Jimmy Fallon was my pick to succeed Jon Stewart as the most trusted man in fake news. He wouldn’t be as cutting as Stewart, but I felt he could bring his own unique brand of irreverence to the news parody game.
I started thinking about what The Daily Show with Jimmy Fallon would look like, then NBC made an announcement. Jimmy Fallon would follow in the footsteps of David Letterman and Conan O’Brien and take over Late Night. Now it was time to start thinking about what Late Night with Jimmy Fallon would look like.
As I recall the Jimmy Fallon pick was met with some considerable backlash. Comedy nerds were slow to embrace Jimmy Fallon’s boy next door -aw shucks – brand of comedy (especially considering Conan was one of their own). Blogs were quick to point out, The Bathroom Wall, Fever Pitch and Taxi as failed projects from the SNL alum. While Family Guy disciples followed Seth Macfarlane’s word as gospel. I didn’t cower though. I went to bat for Jimmy, pointing out the Barry Gibb talk show, Nick Burns computer guy, and his VMA performance as proof that he had what it took.

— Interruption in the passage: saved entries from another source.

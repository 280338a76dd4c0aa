//! Current format: a zip archive with `image.png` and `content.json`

use std::io::{BufReader, Read, Seek, Write};

use zip::result::ZipError;
use zip::write::SimpleFileOptions;
use zip::{CompressionMethod, ZipArchive, ZipWriter};

use crate::error::FormatError;

use super::content::ContentJson;
use super::{CancelFlag, Document, write_png};

pub const IMAGE_ENTRY: &str = "image.png";
pub const CONTENT_ENTRY: &str = "content.json";

pub fn write<W: Write + Seek>(
    document: &Document,
    w: W,
    cancel: &CancelFlag,
) -> Result<(), FormatError> {
    let content = super::to_content(document);
    let mut zip = ZipWriter::new(w);
    // PNG data is already compressed
    let stored = SimpleFileOptions::default().compression_method(CompressionMethod::Stored);
    let deflated = SimpleFileOptions::default().compression_method(CompressionMethod::Deflated);

    cancel.check()?;
    zip.start_file(IMAGE_ENTRY, stored)?;
    write_png(&mut zip, &document.image)?;

    cancel.check()?;
    zip.start_file(CONTENT_ENTRY, deflated)?;
    serde_json::to_writer_pretty(&mut zip, &content)?;

    cancel.check()?;
    zip.finish()?;
    log::debug!(
        "Wrote archive with {} element(s)",
        document.elements.len()
    );
    Ok(())
}

pub fn read<R: Read + Seek>(r: R, cancel: &CancelFlag) -> Result<Document, FormatError> {
    let mut archive = ZipArchive::new(r)?;

    cancel.check()?;
    let image = {
        let entry = archive.by_name(IMAGE_ENTRY).map_err(missing_entry)?;
        let mut bytes = Vec::new();
        BufReader::new(entry).read_to_end(&mut bytes)?;
        image::load_from_memory_with_format(&bytes, image::ImageFormat::Png)?.to_rgba8()
    };

    cancel.check()?;
    let content: ContentJson = {
        let entry = archive.by_name(CONTENT_ENTRY).map_err(missing_entry)?;
        serde_json::from_reader(BufReader::new(entry))?
    };
    if content.version > super::content::CONTENT_VERSION {
        log::warn!(
            "Content version {} is newer than {}, reading what is known",
            content.version,
            super::content::CONTENT_VERSION
        );
    }

    cancel.check()?;
    super::from_content(image, content)
}

fn missing_entry(err: ZipError) -> FormatError {
    match err {
        ZipError::FileNotFound => FormatError::NotAGreenshotFile,
        other => FormatError::Zip(other),
    }
}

On March 2, 2009, my roommate (a Jimmy Fallon doubter) and I watched the first episode of Late Night with Jimmy Fallon. Jimmy came out and was clearly nervous. He ran through his monologue which was weak and alarmingly short. He introduced a new game called, “Lick it for Ten.” The premise, three audience member would come down and lick random items (a printer, a bowling ball, ect.) and Jimmy would pay them ten bucks. It was terrible. Then he interviewed screen legend Robert Deniro, an odd pick for a first guest considering his utter lack of personalty. In the mist of a truly awkward interview Jimmy had a sudden attack of flop sweat ala Albert Brooks in Broadcast News. Next he had on Justin Timberlake and while Jimmy seemed more comfortable, Justin also did a bit of overshadowing. When it was all over my roommate gave me an impish smile and asked, “What did you think?”

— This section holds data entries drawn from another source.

//! Configuration persistence for editor settings

use std::collections::HashMap;
use std::fs;
use std::path::{Path, PathBuf};

use serde::{Deserialize, Serialize};

use crate::domain::Color;
use crate::error::ConfigError;
use crate::fields::{FieldCache, FieldType, FieldValue};

/// Editor configuration persisted between sessions
#[derive(Debug, Clone, PartialEq, Serialize, Deserialize)]
#[serde(default)]
pub struct EditorConfig {
    /// Maximum number of undo steps per surface (0 = unlimited)
    pub undo_limit: usize,
    /// Whether new elements start from the last values the user picked
    pub remember_field_values: bool,
    /// First number handed out to step labels
    pub counter_start: i32,
    /// Outline color for new shapes
    #[serde(default = "default_line_color")]
    pub line_color: Color,
    /// Outline thickness in pixels
    #[serde(default = "default_line_thickness")]
    pub line_thickness: i32,
    /// Fill color for new shapes
    #[serde(default = "default_fill_color")]
    pub fill_color: Color,
    /// Whether to draw a drop shadow under shapes
    #[serde(default = "default_shadow")]
    pub shadow: bool,
    #[serde(default = "default_font_family")]
    pub font_family: String,
    /// Pixelation block size
    #[serde(default = "default_pixel_size")]
    pub pixel_size: i32,
}

fn default_line_color() -> Color {
    Color::RED
}

fn default_line_thickness() -> i32 {
    2
}

fn default_fill_color() -> Color {
    Color::TRANSPARENT
}

fn default_shadow() -> bool {
    true
}

fn default_font_family() -> String {
    "Sans".to_string()
}

fn default_pixel_size() -> i32 {
    5
}

impl EditorConfig {
    /// Directory name under the platform config dir
    pub const ID: &'static str = "snappea-editor";

    /// Default location of the config file
    pub fn path() -> Option<PathBuf> {
        dirs::config_dir().map(|dir| dir.join(Self::ID).join("config.json"))
    }

    /// Load configuration from disk, or return defaults if unavailable
    pub fn load() -> Self {
        let Some(path) = Self::path() else {
            log::warn!("Could not determine config directory, using defaults");
            return Self::default();
        };
        if !path.exists() {
            return Self::default();
        }
        match Self::load_from(&path) {
            Ok(config) => config,
            Err(err) => {
                log::warn!("Error loading config, using defaults: {:?}", err);
                Self::default()
            }
        }
    }

    /// Save configuration to disk
    pub fn save(&self) {
        match Self::path() {
            Some(path) => {
                if let Err(err) = self.save_to(&path) {
                    log::error!("Failed to save config: {:?}", err);
                }
            }
            None => log::error!("Could not determine config directory for saving"),
        }
    }

    pub fn load_from(path: &Path) -> Result<Self, ConfigError> {
        let text = fs::read_to_string(path)?;
        Ok(serde_json::from_str(&text)?)
    }

    pub fn save_to(&self, path: &Path) -> Result<(), ConfigError> {
        let dir = path.parent().ok_or(ConfigError::NoConfigDir)?;
        fs::create_dir_all(dir)?;
        fs::write(path, serde_json::to_string_pretty(self)?)?;
        Ok(())
    }

    /// Undo depth for new surfaces
    pub fn undo_limit(&self) -> Option<usize> {
        (self.undo_limit > 0).then_some(self.undo_limit)
    }

    /// Configured values that replace the static field defaults
    pub fn field_overrides(&self) -> HashMap<FieldType, FieldValue> {
        HashMap::from([
            (FieldType::LineColor, FieldValue::Color(self.line_color)),
            (FieldType::LineThickness, FieldValue::Int(self.line_thickness)),
            (FieldType::FillColor, FieldValue::Color(self.fill_color)),
            (FieldType::Shadow, FieldValue::Bool(self.shadow)),
            (FieldType::FontFamily, FieldValue::String(self.font_family.clone())),
            (FieldType::PixelSize, FieldValue::Int(self.pixel_size)),
        ])
    }

    /// Session field cache seeded from this configuration
    pub fn field_cache(&self) -> FieldCache {
        FieldCache::new(self.field_overrides(), self.remember_field_values)
    }
}

impl Default for EditorConfig {
    fn default() -> Self {
        Self {
            undo_limit: 0,
            remember_field_values: true,
            counter_start: 1,
            line_color: default_line_color(),
            line_thickness: default_line_thickness(),
            fill_color: default_fill_color(),
            shadow: default_shadow(),
            font_family: default_font_family(),
            pixel_size: default_pixel_size(),
        }
    }
}

#[cfg(test)]
mod tests {
    use super::*;
    use crate::fields::Scope;

    #[test]
    fn test_round_trip_through_file() {
        let dir = tempfile::tempdir().unwrap();
        let path = dir.path().join("nested").join("config.json");
        let config = EditorConfig {
            undo_limit: 20,
            line_color: Color::BLACK,
            pixel_size: 12,
            ..EditorConfig::default()
        };
        config.save_to(&path).unwrap();
        assert_eq!(EditorConfig::load_from(&path).unwrap(), config);
    }

    #[test]
    fn test_missing_keys_use_defaults() {
        let config: EditorConfig = serde_json::from_str(r#"{"counter_start": 5}"#).unwrap();
        assert_eq!(config.counter_start, 5);
        assert_eq!(config.line_color, Color::RED);
        assert!(config.remember_field_values);
        assert_eq!(config.undo_limit(), None);
    }

    #[test]
    fn test_invalid_file_is_an_error() {
        let dir = tempfile::tempdir().unwrap();
        let path = dir.path().join("config.json");
        fs::write(&path, "{ not json").unwrap();
        assert!(matches!(
            EditorConfig::load_from(&path),
            Err(ConfigError::Json(_))
        ));
    }

    #[test]
    fn test_overrides_seed_field_cache() {
        let config = EditorConfig {
            line_thickness: 7,
            ..EditorConfig::default()
        };
        let cache = config.field_cache();
        let value = cache.initial_value(FieldType::LineThickness, Scope("RectangleContainer"), None);
        assert_eq!(value, FieldValue::Int(7));
    }
}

All late night hosts go through a pretty tough learning curve. When Leno first took over the Tonight Show he was nearly canned nine months in (he was saved by hiding in a closet and eavesdropping on executives, true story), when Conan took over Late Night he was so bad they gave him a week by week contract (insulting to say the least), and when Kimmel started at ABC he was basically unwatchable for the first year and a half. I knew Fallon would most likely stumble out the blocks, and he did, but I definitely enjoyed the first show. Maybe it was me blindly standing by my guy, but I thought Jimmy did a pretty solid job considering it was his first time. He had an infectious energy, got the crowd involved and it was all sort of weird (in a good way).
The next night Jimmy had Tina Fey on, and he was locked in. My roommate, who only the night before was reveling in Jimmy’s failures, looked over to me and said, “he was good tonight…but he still needs a better monologue.” Over the next few months the comedy nerds converted, the blogs started singing his praises and the Family Guy disciples evaporated. In a remarkably fast time (relatively speaking) he had picked up the craft of late night host and was winning over insomniacs and scoring on the internet.
Then Jimmy got a shot at prime time. He was chosen to host the 62nd annual Primetime Emmy Awards. He opened the show like only he could. He enlisted a ton of celebrity cohorts, parodied Glee and rocked out to some Bruce. His hosting job was met with rave reviews and the audience loved it.
Today the Daily Beast ranked the “Most Valuable Late Night Hosts”, by seeing who get’s the most “bang for their buck.” The winner, you guessed it, Jimmy Fallon. I feel like a proud parent right now.